- [WHAT IS EXPECTED] Below are the entries; give again exactly the lines from the one mentioning "for this file" through the one mentioning "the header contents.", inclusive.

- [INPUT FOR THIS TASK]
════════

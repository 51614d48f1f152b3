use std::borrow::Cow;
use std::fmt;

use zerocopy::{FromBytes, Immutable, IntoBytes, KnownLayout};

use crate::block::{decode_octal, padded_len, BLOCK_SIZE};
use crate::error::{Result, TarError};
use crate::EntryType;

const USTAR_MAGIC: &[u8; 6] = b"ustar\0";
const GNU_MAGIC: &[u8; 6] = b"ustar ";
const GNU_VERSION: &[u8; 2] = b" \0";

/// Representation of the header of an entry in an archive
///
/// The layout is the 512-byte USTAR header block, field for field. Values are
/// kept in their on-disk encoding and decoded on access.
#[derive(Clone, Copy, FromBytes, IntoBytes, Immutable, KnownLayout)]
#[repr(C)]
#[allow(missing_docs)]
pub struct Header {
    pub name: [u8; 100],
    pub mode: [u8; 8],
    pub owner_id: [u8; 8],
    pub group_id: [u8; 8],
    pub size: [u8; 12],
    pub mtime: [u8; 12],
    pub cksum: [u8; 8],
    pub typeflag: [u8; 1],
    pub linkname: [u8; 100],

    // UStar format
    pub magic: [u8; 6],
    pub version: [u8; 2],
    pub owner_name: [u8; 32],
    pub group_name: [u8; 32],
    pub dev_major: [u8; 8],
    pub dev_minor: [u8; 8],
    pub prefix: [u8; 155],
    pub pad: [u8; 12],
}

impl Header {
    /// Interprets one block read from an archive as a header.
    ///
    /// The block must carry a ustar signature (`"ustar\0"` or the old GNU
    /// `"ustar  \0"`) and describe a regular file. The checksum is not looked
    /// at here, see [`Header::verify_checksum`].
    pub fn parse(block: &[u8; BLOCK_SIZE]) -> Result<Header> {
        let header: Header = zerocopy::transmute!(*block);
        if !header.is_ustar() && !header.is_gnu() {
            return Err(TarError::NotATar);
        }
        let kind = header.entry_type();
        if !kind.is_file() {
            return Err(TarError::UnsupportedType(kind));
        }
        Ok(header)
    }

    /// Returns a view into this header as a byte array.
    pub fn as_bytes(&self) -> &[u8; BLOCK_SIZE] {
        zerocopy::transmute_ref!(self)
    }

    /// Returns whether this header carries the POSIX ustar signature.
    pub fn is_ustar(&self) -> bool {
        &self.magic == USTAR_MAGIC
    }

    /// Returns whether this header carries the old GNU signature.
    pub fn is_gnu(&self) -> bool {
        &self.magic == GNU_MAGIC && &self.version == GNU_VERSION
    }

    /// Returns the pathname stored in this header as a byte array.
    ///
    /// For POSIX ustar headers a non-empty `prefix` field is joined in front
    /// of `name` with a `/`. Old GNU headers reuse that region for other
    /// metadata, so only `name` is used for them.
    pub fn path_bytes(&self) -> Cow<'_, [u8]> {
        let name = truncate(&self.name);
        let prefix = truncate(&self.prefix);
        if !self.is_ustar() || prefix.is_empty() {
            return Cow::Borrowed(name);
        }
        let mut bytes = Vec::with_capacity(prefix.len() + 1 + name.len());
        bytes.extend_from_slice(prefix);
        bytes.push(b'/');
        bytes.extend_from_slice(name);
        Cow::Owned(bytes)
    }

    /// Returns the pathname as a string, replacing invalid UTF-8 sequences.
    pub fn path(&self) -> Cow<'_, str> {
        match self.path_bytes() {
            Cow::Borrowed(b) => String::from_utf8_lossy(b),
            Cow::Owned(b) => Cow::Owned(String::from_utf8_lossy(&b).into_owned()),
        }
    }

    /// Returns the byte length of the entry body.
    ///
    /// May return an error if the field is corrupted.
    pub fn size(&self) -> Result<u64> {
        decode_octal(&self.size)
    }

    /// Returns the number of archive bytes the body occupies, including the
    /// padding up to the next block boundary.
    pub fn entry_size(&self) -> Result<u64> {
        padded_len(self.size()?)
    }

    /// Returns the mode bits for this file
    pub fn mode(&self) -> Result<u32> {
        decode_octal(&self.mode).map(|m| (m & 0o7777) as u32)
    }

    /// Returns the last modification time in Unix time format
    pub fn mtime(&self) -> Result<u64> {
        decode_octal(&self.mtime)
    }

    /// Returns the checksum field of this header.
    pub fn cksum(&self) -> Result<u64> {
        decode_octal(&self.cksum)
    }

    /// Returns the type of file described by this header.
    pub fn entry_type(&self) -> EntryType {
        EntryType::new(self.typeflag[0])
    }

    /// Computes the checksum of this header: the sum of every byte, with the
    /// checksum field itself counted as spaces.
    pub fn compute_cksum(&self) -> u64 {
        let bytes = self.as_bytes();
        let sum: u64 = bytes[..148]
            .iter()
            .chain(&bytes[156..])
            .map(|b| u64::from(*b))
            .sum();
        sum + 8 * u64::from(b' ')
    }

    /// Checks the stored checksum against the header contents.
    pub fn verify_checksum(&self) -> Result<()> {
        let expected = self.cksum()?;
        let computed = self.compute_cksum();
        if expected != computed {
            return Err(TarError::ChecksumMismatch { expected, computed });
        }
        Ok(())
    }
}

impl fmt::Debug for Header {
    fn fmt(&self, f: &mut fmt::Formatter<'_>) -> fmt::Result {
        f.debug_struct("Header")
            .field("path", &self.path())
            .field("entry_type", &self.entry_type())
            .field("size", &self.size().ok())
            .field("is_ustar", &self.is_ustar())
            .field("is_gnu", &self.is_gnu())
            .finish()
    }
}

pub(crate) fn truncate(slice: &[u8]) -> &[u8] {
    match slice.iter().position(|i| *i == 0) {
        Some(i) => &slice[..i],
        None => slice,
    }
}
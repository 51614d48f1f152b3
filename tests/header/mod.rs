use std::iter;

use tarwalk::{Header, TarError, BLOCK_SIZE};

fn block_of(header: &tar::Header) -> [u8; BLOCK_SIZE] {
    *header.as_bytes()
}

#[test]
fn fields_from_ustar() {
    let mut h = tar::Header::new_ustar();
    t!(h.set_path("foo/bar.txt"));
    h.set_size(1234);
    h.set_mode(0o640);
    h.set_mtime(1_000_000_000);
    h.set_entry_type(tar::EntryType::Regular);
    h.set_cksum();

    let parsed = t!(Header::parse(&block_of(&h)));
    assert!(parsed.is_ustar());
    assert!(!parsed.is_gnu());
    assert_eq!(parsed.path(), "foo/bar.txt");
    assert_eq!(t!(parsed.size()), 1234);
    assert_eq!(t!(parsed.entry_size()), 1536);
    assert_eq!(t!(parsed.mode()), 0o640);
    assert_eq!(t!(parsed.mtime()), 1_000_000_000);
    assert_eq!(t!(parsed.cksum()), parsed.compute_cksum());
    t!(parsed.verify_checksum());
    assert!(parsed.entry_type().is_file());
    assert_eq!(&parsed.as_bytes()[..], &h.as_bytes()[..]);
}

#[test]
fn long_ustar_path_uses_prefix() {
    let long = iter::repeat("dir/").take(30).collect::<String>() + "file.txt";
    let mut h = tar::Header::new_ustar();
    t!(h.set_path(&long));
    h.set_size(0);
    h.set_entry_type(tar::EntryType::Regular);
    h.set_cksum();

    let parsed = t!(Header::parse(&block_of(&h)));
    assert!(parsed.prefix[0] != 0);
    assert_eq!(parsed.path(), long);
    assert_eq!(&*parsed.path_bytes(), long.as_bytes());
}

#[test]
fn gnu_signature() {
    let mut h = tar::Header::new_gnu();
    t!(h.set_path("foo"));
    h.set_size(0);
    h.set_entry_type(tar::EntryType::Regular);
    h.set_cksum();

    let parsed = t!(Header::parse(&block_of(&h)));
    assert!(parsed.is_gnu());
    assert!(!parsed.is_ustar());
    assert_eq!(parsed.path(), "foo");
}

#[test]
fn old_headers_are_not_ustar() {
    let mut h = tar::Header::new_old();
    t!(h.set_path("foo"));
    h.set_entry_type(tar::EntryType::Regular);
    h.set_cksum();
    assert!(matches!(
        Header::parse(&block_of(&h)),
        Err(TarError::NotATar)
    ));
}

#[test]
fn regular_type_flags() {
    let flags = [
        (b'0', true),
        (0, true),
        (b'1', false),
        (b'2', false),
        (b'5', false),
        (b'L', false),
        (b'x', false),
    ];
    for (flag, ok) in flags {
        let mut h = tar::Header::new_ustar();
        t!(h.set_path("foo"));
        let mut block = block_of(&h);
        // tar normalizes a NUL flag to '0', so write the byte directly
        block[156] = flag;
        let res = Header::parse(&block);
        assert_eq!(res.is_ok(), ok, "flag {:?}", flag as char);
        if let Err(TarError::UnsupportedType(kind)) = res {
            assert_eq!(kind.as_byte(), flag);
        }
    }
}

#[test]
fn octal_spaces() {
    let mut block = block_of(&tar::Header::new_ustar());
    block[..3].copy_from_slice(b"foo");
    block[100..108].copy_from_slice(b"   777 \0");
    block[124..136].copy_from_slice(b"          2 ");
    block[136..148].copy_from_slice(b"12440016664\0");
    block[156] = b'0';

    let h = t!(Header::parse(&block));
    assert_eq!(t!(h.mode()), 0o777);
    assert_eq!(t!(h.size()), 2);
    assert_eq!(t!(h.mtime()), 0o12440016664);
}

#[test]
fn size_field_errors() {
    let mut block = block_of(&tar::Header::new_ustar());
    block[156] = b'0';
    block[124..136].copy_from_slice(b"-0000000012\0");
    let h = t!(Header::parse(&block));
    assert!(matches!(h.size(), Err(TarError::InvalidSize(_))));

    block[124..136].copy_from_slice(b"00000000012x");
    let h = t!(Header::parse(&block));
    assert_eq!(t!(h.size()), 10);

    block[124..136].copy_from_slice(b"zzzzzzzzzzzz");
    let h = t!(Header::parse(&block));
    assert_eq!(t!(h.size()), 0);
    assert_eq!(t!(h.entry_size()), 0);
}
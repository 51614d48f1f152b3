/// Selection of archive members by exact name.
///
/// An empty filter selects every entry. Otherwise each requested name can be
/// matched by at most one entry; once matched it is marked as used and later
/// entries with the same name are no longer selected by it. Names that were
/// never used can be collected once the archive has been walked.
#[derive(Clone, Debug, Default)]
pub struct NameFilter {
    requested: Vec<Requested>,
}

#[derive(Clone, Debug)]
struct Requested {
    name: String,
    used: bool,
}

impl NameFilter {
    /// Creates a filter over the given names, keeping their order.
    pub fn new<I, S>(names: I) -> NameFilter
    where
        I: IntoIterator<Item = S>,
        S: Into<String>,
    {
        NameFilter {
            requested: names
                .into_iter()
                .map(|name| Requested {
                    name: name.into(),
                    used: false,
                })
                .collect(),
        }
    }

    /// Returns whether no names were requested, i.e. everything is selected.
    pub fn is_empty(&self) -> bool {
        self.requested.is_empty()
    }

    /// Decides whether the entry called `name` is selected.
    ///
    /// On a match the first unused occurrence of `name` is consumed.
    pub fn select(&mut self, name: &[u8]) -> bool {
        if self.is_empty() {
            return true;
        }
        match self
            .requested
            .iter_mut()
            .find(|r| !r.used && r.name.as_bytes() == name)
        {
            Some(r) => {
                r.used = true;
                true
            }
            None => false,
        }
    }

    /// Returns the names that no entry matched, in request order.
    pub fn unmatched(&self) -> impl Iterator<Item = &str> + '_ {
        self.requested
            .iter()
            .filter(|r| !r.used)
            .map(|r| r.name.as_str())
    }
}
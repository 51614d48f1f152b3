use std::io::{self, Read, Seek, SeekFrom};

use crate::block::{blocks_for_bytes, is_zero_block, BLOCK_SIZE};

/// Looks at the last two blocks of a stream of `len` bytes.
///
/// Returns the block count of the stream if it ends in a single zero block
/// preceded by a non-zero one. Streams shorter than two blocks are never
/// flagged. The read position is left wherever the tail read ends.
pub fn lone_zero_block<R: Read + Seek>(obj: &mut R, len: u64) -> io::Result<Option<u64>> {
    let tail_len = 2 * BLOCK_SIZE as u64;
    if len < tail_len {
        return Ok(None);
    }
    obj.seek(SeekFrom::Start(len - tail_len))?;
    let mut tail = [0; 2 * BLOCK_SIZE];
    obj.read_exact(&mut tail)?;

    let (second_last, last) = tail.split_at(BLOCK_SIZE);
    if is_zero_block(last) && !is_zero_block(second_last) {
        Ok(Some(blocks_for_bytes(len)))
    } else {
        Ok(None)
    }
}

════════

- [RESPONSE BOX]
    /// Returns the mode bits for this file
    pub fn mode(&self) -> Result<u32> {
        decode_octal(&self.mode).map(|m| (m & 0o7777) as u32)
    }

    /// Returns the last modification time in Unix time format
    pub fn mtime(&self) -> Result<u64> {
        decode_octal(&self.mtime)
    }

    /// Returns the checksum field of this header.
    pub fn cksum(&self) -> Result<u64> {
        decode_octal(&self.cksum)
    }

    /// Returns the type of file described by this header.
    pub fn entry_type(&self) -> EntryType {
        EntryType::new(self.typeflag[0])
    }

    /// Computes the checksum of this header: the sum of every byte, with the
    /// checksum field itself counted as spaces.
    pub fn compute_cksum(&self) -> u64 {
        let bytes = self.as_bytes();
        let sum: u64 = bytes[..148]
            .iter()
            .chain(&bytes[156..])
            .map(|b| u64::from(*b))
            .sum();
        sum + 8 * u64::from(b' ')
    }

    /// Checks the stored checksum against the header contents.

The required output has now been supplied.